Можно привести к себе кого угодно и никому до этого нет дела. Если соблюдать, понятно, правила игры, не зарываться.

Все это, естественно, возможно в приличной гостинице, когда у тебя отдельный номер с удобствами и, желательно, подальше от дежурной по этажу.

И вот у него этот отдельный номер, который он добыл лихим кавалерийским наскоком, за окном шумит, высится этажами Москва, а радости нет.

Не потому ли, что «кавалерийский наскок» обошелся недешево? Раньше все держалось на чистом обаянии, а на этот раз пришлось вложить в паспорт четвертную.

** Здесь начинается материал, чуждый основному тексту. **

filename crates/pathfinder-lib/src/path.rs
//! Least-cost path search over a [`Graph`].

use std::cmp::Ordering;
use std::collections::{BinaryHeap, HashMap};

use rust_decimal::Decimal;
use tracing::debug;

use crate::graph::{Graph, NodeId};

/// Cheapest path from `start` to `end` by summed edge cost (Dijkstra).
///
/// Returns the node sequence including both endpoints, `[start]` when they
/// coincide, or an empty vector when `end` is unreachable.
pub fn find_cheapest_path(graph: &Graph, start: NodeId, end: NodeId) -> Vec<NodeId> {
    if start == end {
        return vec![start];
    }

    let mut costs: HashMap<NodeId, Decimal> = HashMap::new();
    let mut parents: HashMap<NodeId, NodeId> = HashMap::new();
    let mut queue = BinaryHeap::new();

    costs.insert(start, Decimal::ZERO);
    queue.push(QueueEntry::new(start, Decimal::ZERO));

    while let Some(entry) = queue.pop() {
        match costs.get(&entry.node) {
            Some(best) if *best < entry.cost => continue,
            Some(_) => {}
            None => continue,
        }

        if entry.node == end {
            let path = reconstruct_path(&parents, start, end);
            debug!(hops = path.len().saturating_sub(1), cost = %entry.cost, "found cheapest path");
            return path;
        }

        for (next, edge_cost) in graph.neighbours(entry.node) {
            let next_cost = entry.cost + edge_cost;
            let improves = !matches!(costs.get(&next), Some(known) if *known <= next_cost);
            if improves {
                costs.insert(next, next_cost);
                parents.insert(next, entry.node);
                queue.push(QueueEntry::new(next, next_cost));
            }
        }
    }

    debug!(%start, %end, "destination unreachable");
    Vec::new()
}

fn reconstruct_path(parents: &HashMap<NodeId, NodeId>, start: NodeId, end: NodeId) -> Vec<NodeId> {
    let mut path = vec![end];
    let mut current = end;
    while current != start {
        match parents.get(&current) {
            Some(parent) => {
                current = *parent;
                path.push(current);
            }
            None => return Vec::new(),
        }
    }
    path.reverse();
    path
}

#[derive(Debug, Clone, Copy, PartialEq, Eq)]
struct QueueEntry {
    node: NodeId,
    cost: Decimal,
}

impl QueueEntry {
    fn new(node: NodeId, cost: Decimal) -> Self {
        Self { node, cost }
    }
}

impl Ord for QueueEntry {
    fn cmp(&self, other: &Self) -> Ordering {
        // Reverse ordering so BinaryHeap becomes a min-heap by cost.
        other
            .cost
            .cmp(&self.cost)
            .then_with(|| other.node.cmp(&self.node))
    }
}

impl PartialOrd for QueueEntry {
    fn partial_cmp(&self, other: &Self) -> Option<Ordering> {
        Some(self.cmp(other))
    }
}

Улучил момент, выбрал в окошке девицу попрожженней и протянул через головы паспорт: «Посмотрите броню...» Тут важно не топтаться, проявить спокойную уверенность, стать на пару минут нахалом. «Чья броня?» — спросила девица, и он назвал журнал, куда был приглашен на совещание. Назвал, заранее зная, что здесь никакой брони нет, что участников таких совещаний расселяют в лучшем случае где-нибудь в районе Останкина, но надо было подыграть, и он подыграл и был вознагражден листочком, который девица вложила в паспорт вместо четвертной.

Заполняя листок, Леонид Михайлович в графе о сроке пребывания написал: 20 февраля. Вряд ли он будет в Москве три недели, однако чем черт ни шутит...

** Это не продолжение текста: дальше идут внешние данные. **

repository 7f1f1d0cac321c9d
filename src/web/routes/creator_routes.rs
use axum::{
    extract::{Path, State},
    http::StatusCode,
    response::{IntoResponse, Redirect, Response},
    routing::{get, post},
    Form, Router,
};
use axum_extra::extract::cookie::CookieJar;
use serde::{Deserialize, Serialize};
use std::sync::Arc;
use tera::Context;

use crate::db::entities::creator::{CreatorId, Draft};
use crate::flows::{AddFlow, EditFlow, Notice};
use crate::validation::{Field, FieldErrors};
use crate::views::nav::parse_id;
use crate::views::Route;
use crate::web::{flash, AppError, AppState};

// --- Request Structs ---

/// Which button submitted the form.
#[derive(Deserialize, Clone, Copy, Debug, Default, PartialEq, Eq)]
#[serde(rename_all = "kebab-case")]
pub enum Intent {
    #[default]
    Save,
    Cancel,
    Delete,
    KeepEditing,
}

#[derive(Deserialize, Debug, Default)]
pub struct CreatorForm {
    #[serde(default)]
    name: String,
    #[serde(default)]
    url: String,
    #[serde(default)]
    description: String,
    #[serde(rename = "imageURL", default)]
    image_url: String,
    #[serde(default)]
    intent: Intent,
}

impl CreatorForm {
    fn into_parts(self) -> (Draft, Intent) {
        let draft = Draft {
            name: self.name,
            url: self.url,
            description: self.description,
            image_url: self.image_url,
        };
        (draft, self.intent)
    }
}

// --- Form Rendering ---

#[derive(Serialize)]
struct FormField {
    name: &'static str,
    label: &'static str,
    value: String,
    error: Option<&'static str>,
    placeholder: &'static str,
    multiline: bool,
    optional: bool,
}

fn form_fields(draft: &Draft, errors: &FieldErrors) -> Vec<FormField> {
    Field::ALL
        .iter()
        .map(|&field| {
            let (label, placeholder) = match field {
                Field::Name => ("Name", "Enter creator's name"),
                Field::Url => ("URL", "https://example.com/creator"),
                Field::Description => ("Description", "Describe this creator and their content..."),
                Field::ImageUrl => ("Image URL", "https://example.com/image.jpg"),
            };
            FormField {
                name: field.as_str(),
                label,
                value: field.value(draft).to_string(),
                error: errors.get(field),
                placeholder,
                multiline: field == Field::Description,
                optional: field == Field::ImageUrl,
            }
        })
        .collect()
}

enum FormMode {
    Add,
    Edit { id: CreatorId, confirm_delete: bool },
}

fn render_form(
    app_state: &AppState,
    jar: CookieJar,
    mode: FormMode,
    draft: &Draft,
    errors: &FieldErrors,
    notices: &[Notice],
) -> Result<Response, AppError> {
    let mut context = Context::new();
    context.insert("fields", &form_fields(draft, errors));
    context.insert("draft_name", &draft.name);

    let current_path = match mode {
        FormMode::Add => {
            context.insert("mode", "add");
            context.insert("action", &Route::Add.path());
            context.insert("confirm_delete", &false);
            Route::Add.path()
        }
        FormMode::Edit { id, confirm_delete } => {
            let path = Route::Edit(id).path();
            context.insert("mode", "edit");
            context.insert("action", &path);
            context.insert("delete_action", &format!("{path}/delete"));
            context.insert("creator_id", &id);
            context.insert("confirm_delete", &confirm_delete);
            path
        }
    };

    let status = if errors.is_empty() {
        StatusCode::OK
    } else {
        StatusCode::UNPROCESSABLE_ENTITY
    };
    let page = app_state.render("form.html", &current_path, notices, context)?;
    Ok((status, jar, page).into_response())
}

fn redirect(jar: CookieJar, to: Route, notices: &[Notice]) -> Response {
    (flash::push(jar, notices), Redirect::to(&to.path())).into_response()
}

/// Earlier notices that were still queued are shown first.
fn merged(mut pending: Vec<Notice>, notices: Vec<Notice>) -> Vec<Notice> {
    pending.extend(notices);
    pending
}

fn respond_add(
    app_state: &AppState,
    jar: CookieJar,
    pending: Vec<Notice>,
    flow: AddFlow,
) -> Result<Response, AppError> {
    match flow {
        AddFlow::Redirected { to, notices } => {
            Ok(redirect(jar, to, &merged(pending, notices)))
        }
        AddFlow::Editing {
            draft,
            errors,
            notices,
        } => render_form(
            app_state,
            jar,
            FormMode::Add,
            &draft,
            &errors,
            &merged(pending, notices),
        ),
        AddFlow::Submitting { .. } => Err(AppError::InternalServerError(
            "add flow stopped while submitting".to_string(),
        )),
    }
}

fn respond_edit(
    app_state: &AppState,
    jar: CookieJar,
    pending: Vec<Notice>,
    flow: EditFlow,
) -> Result<Response, AppError> {
    match flow {
        EditFlow::Redirected { to, notices } => {
            Ok(redirect(jar, to, &merged(pending, notices)))
        }
        EditFlow::Editing {
            id,
            draft,
            errors,
            notices,
        } => render_form(
            app_state,
            jar,
            FormMode::Edit {
                id,
                confirm_delete: false,
            },
            &draft,
            &errors,
            &merged(pending, notices),
        ),
        EditFlow::ConfirmDelete { id, draft, errors } => render_form(
            app_state,
            jar,
            FormMode::Edit {
                id,
                confirm_delete: true,
            },
            &draft,
            &errors,
            &pending,
        ),
        EditFlow::Loading { id } | EditFlow::Saving { id, .. } | EditFlow::Deleting { id, .. } => {
            Err(AppError::InternalServerError(format!(
                "edit flow for creator {id} stopped mid-request"
            )))
        }
    }
}

// --- Route Handlers ---

async fn add_form_handler(
    State(app_state): State<Arc<AppState>>,
    jar: CookieJar,
) -> Result<Response, AppError> {
    let (jar, pending) = flash::take(jar);
    respond_add(&app_state, jar, pending, AddFlow::new())
}

async fn add_submit_handler(
    State(app_state): State<Arc<AppState>>,
    jar: CookieJar,
    Form(form): Form<CreatorForm>,
) -> Result<Response, AppError> {
    let (jar, pending) = flash::take(jar);
    let (draft, intent) = form.into_parts();
    let flow = AddFlow::with_draft(draft);
    let flow = match intent {
        Intent::Cancel => flow.cancel(),
        Intent::Save | Intent::Delete | Intent::KeepEditing => {
            flow.submit(app_state.store.as_ref()).await
        }
    };
    respond_add(&app_state, jar, pending, flow)
}

async fn edit_form_handler(
    State(app_state): State<Arc<AppState>>,
    Path(raw_id): Path<String>,
    jar: CookieJar,
) -> Result<Response, AppError> {
    let (jar, pending) = flash::take(jar);
    let flow = EditFlow::load_path(app_state.store.as_ref(), &raw_id).await;
    respond_edit(&app_state, jar, pending, flow)
}

async fn edit_submit_handler(
    State(app_state): State<Arc<AppState>>,
    Path(raw_id): Path<String>,
    jar: CookieJar,
    Form(form): Form<CreatorForm>,
) -> Result<Response, AppError> {
    let (jar, pending) = flash::take(jar);
    let Some(id) = parse_id(&raw_id) else {
        return respond_edit(&app_state, jar, pending, EditFlow::not_found());
    };

    let (draft, intent) = form.into_parts();
    let flow = match intent {
        Intent::Save => EditFlow::editing(id, draft).save(app_state.store.as_ref()).await,
        Intent::Cancel => EditFlow::editing(id, draft).cancel(),
        Intent::Delete => EditFlow::editing(id, draft).request_delete(),
        Intent::KeepEditing => EditFlow::confirming(id, draft).cancel_delete(),
    };
    respond_edit(&app_state, jar, pending, flow)
}

async fn delete_confirm_handler(
    State(app_state): State<Arc<AppState>>,
    Path(raw_id): Path<String>,
    jar: CookieJar,
    Form(form): Form<CreatorForm>,
) -> Result<Response, AppError> {
    let (jar, pending) = flash::take(jar);
    let Some(id) = parse_id(&raw_id) else {
        return respond_edit(&app_state, jar, pending, EditFlow::not_found());
    };

    let (draft, _) = form.into_parts();
    let flow = EditFlow::confirming(id, draft)
        .confirm_delete(app_state.store.as_ref())
        .await;
    respond_edit(&app_state, jar, pending, flow)
}

// --- Router ---

pub fn create_creator_router() -> Router<Arc<AppState>> {
    Router::new()
        .route("/add-creator", get(add_form_handler).post(add_submit_handler))
        .route(
            "/edit-creator/{id}",
            get(edit_form_handler).post(edit_submit_handler),
        )
        .route("/edit-creator/{id}/delete", post(delete_confirm_handler))
}
//! Form workflows for creating and editing a creator.
//!
//! Each workflow is a single enum. A transition consumes the current state
//! and returns the next one, and a transition that does not apply to the
//! current state hands it back untouched.

use serde::{Deserialize, Serialize};

pub mod add;
pub mod edit;

pub use add::AddFlow;
pub use edit::EditFlow;

pub const ADDED: &str = "Creator added successfully!";
pub const ADD_FAILED: &str = "Error adding creator. Please try again.";
pub const UPDATED: &str = "Creator updated successfully!";
pub const UPDATE_FAILED: &str = "Error updating creator. Please try again.";
pub const DELETED: &str = "Creator deleted successfully!";
pub const DELETE_FAILED: &str = "Error deleting creator. Please try again.";
pub const LOAD_NOT_FOUND: &str = "Creator not found";
pub const LOAD_FAILED: &str = "Error loading creator";

#[derive(Clone, Copy, Debug, PartialEq, Eq, Serialize, Deserialize)]
#[serde(rename_all = "lowercase")]
pub enum NoticeLevel {
    Success,
    Error,
}

/// A message the user must see, in the order it was raised.
#[derive(Clone, Debug, PartialEq, Eq, Serialize, Deserialize)]
pub struct Notice {
    pub level: NoticeLevel,
    pub message: String,
}

impl Notice {
    pub fn success(message: impl Into<String>) -> Self {
        Self {
            level: NoticeLevel::Success,
            message: message.into(),
        }
    }

    pub fn error(message: impl Into<String>) -> Self {
        Self {
            level: NoticeLevel::Error,
            message: message.into(),
        }
    }
}
pub mod creator;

И в прежние времена, говоря по совести, все это держалось не на одном только обаянии — приходилось отдариваться, но так вот жестко, по-деловому довелось действовать впервые. «Года к суровой прозе клонят...» Но, может, дело не в одних годах и ушедшей молодости, а в ужесточении ритма самой жизни?

Оставив в номере чемодан, вышел пройтись. Никакой программы на сегодняшний вечер не было, и Леонид Михайлович решил не торопить события. В тот, первый момент он все-таки испытывал облегчение: главная проблема всякого приезжего человека решена. Номер казался уютным, гостиница солидной, Москва величественной. Знал: пройдет совсем немного и выяснится, что от окна дует, а кран горячей воды в ванне скручен, телевизор расстроен, а в буфете на этаже бессовестно обсчитывают и кофе готовят невыносимо жидкий...

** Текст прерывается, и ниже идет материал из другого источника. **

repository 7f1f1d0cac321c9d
/// Build version; `APP_VERSION` at compile time wins over the crate version.
pub const VERSION: &str = match option_env!("APP_VERSION") {
    Some(version) => version,
    None => env!("CARGO_PKG_VERSION"),
};

/// `User-Agent` sent to the store.
pub fn user_agent() -> String {
    format!("creatorverse/{VERSION}")
}
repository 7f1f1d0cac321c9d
pub mod entities;
pub mod services;
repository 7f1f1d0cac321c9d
use tracing::error;

use crate::db::entities::creator::Model;
use crate::db::services::CreatorStore;

pub const RECENT_LIMIT: usize = 3;

/// Home page summary. Both reads are issued together and each one falls back
/// to its default on its own, so one failure never hides the other result.
#[derive(Clone, Debug, Default, PartialEq, Eq)]
pub struct DashboardView {
    pub total: u64,
    pub recent: Vec<Model>,
    pub count_failed: bool,
    pub recent_failed: bool,
}

impl DashboardView {
    pub async fn load(store: &dyn CreatorStore) -> Self {
        let (count, recent) = tokio::join!(store.count(), store.list_recent(RECENT_LIMIT));

        let mut view = Self::default();
        match count {
            Ok(total) => view.total = total,
            Err(e) => {
                error!(error = %e, "Error loading creator count.");
                view.count_failed = true;
            }
        }
        match recent {
            Ok(mut recent) => {
                recent.truncate(RECENT_LIMIT);
                view.recent = recent;
            }
            Err(e) => {
                error!(error = %e, "Error loading recent creators.");
                view.recent_failed = true;
            }
        }
        view
    }
}
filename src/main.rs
use clap::Parser;
use std::sync::Arc;
use tracing::{error, info};
use tracing_appender::rolling;
use tracing_subscriber::{fmt, layer::SubscriberExt, util::SubscriberInitExt, EnvFilter};

use creatorverse::server::{build_store, config::ServerConfig};
use creatorverse::version::VERSION;
use creatorverse::web::{create_axum_router, AppState};

#[derive(Parser, Debug)]
#[command(author, about, long_about = None)]
struct Args {
    /// Path to the configuration file
    #[arg(short, long)]
    config: Option<String>,

    /// Keep creators in process memory instead of Supabase
    #[arg(long)]
    in_memory: bool,
}

fn init_logging(log_dir: &str) {
    // Log to a file: JSON format, daily rotation
    let file_appender = rolling::daily(log_dir, "creatorverse.log");
    let file_layer = fmt::layer()
        .with_writer(file_appender)
        .with_ansi(false)
        .json();

    let stdout_layer = fmt::layer().with_writer(std::io::stdout);

    let env_filter = EnvFilter::try_from_default_env()
        .unwrap_or_else(|_| EnvFilter::new("info,tower_http=info"));

    tracing_subscriber::registry()
        .with(env_filter)
        .with(file_layer)
        .with(stdout_layer)
        .init();
}

async fn shutdown_signal() {
    if let Err(e) = tokio::signal::ctrl_c().await {
        error!(error = %e, "Failed to listen for shutdown signal.");
    }
    info!("Shutdown signal received.");
}

#[tokio::main]
async fn main() -> Result<(), Box<dyn std::error::Error + Send + Sync>> {
    // Checked before clap so the output stays a single line.
    if std::env::args().any(|arg| arg == "--version") {
        println!("Creatorverse version: {VERSION}");
        return Ok(());
    }

    let args = Args::parse();

    // Logging needs log_dir, so a config failure is reported on stderr.
    let server_config = match ServerConfig::load(args.config.as_deref(), args.in_memory) {
        Ok(config) => config,
        Err(e) => {
            eprintln!("Failed to load server configuration: {e}");
            return Err(e.into());
        }
    };

    init_logging(&server_config.log_dir);
    info!("Starting Creatorverse, version: {}", VERSION);

    let store = build_store(&server_config).map_err(|e| {
        error!(error = %e, "Failed to create creator store.");
        e
    })?;
    info!(store = server_config.store_label(), table = %server_config.creators_table, "Creator store ready.");

    let app_state = Arc::new(AppState::new(store)?);
    let app = create_axum_router(app_state);

    let listener = tokio::net::TcpListener::bind(server_config.listen_addr).await?;
    info!(address = %server_config.listen_addr, "HTTP server listening");

    axum::serve(listener, app)
        .with_graceful_shutdown(shutdown_signal())
        .await?;

    Ok(())
}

С Москвой было связано слишком многое, чтобы любить ее или не любить, однако в разное время она встречала его по-разному. Бывало, поворачивалась теплым, мягким боком, а то приходилось набивать шишки, натыкаться на углы. На этот раз все будет проще. Ему ничего от Москвы не нужно. Приехал, поживет и уедет. В вестибюле по-прежнему толпились командировочные. Какой-то почтенный лысый гражданин в пальто с каракулевым воротником гневно выговаривал той самой девице-администратору. Слышалось: «Министерство... Госплан... Управляющий трестом...» Дурачок. Плевать этой девице на то, что ты где-то там у себя, в Завертяевске или Губошлепове, управляешь трестом. Не таких видали.

Немолодой человек, а ведет себя глупо. «Качает права» — так, кажется, это называлось в дни нашей молодости. Тут два варианта: или ты заведомо имеешь право, или изловчись. А этот, как видно, привык у себя в Губошлепове брать горлом. Но здесь, мой милый, Москва. Здесь от тебя никто не зависит, никому ты не страшен, вот и болтаешься, как дерьмо в невесомости.

У входа в ресторан, как всегда, очередь.

Леонид Михайлович вышел на улицу.

Всякий раз при взгляде на те из московских улиц, где особенно сильно движение, на ум приходило одно и то же: ринувшиеся на зеленый глазок светофора машины напоминали взбесившееся стадо, хотя никогда в жизни он такого стада не видел. Машины фыркали, рычали, грохотали, в тесноте и давке обгоняли друг друга, то ли удирая от неведомой опасности, то ли мчась на врага, чтобы смять его, затоптать тысячами колес.

Машины двигались однако не сплошным потоком, а как бы сгустками, порциями, «квантами», словно их проталкивало своими толчками некое сердце. И он подумал, что это сердце огромного головоногого, моллюска, спрута — пугающего наше воображение слизняка. Природа наделила эти существа силой, а теперь кое-кто из людей ученых с осторожностью, робостью признает будто бы за ними и непонятный нам темный разум...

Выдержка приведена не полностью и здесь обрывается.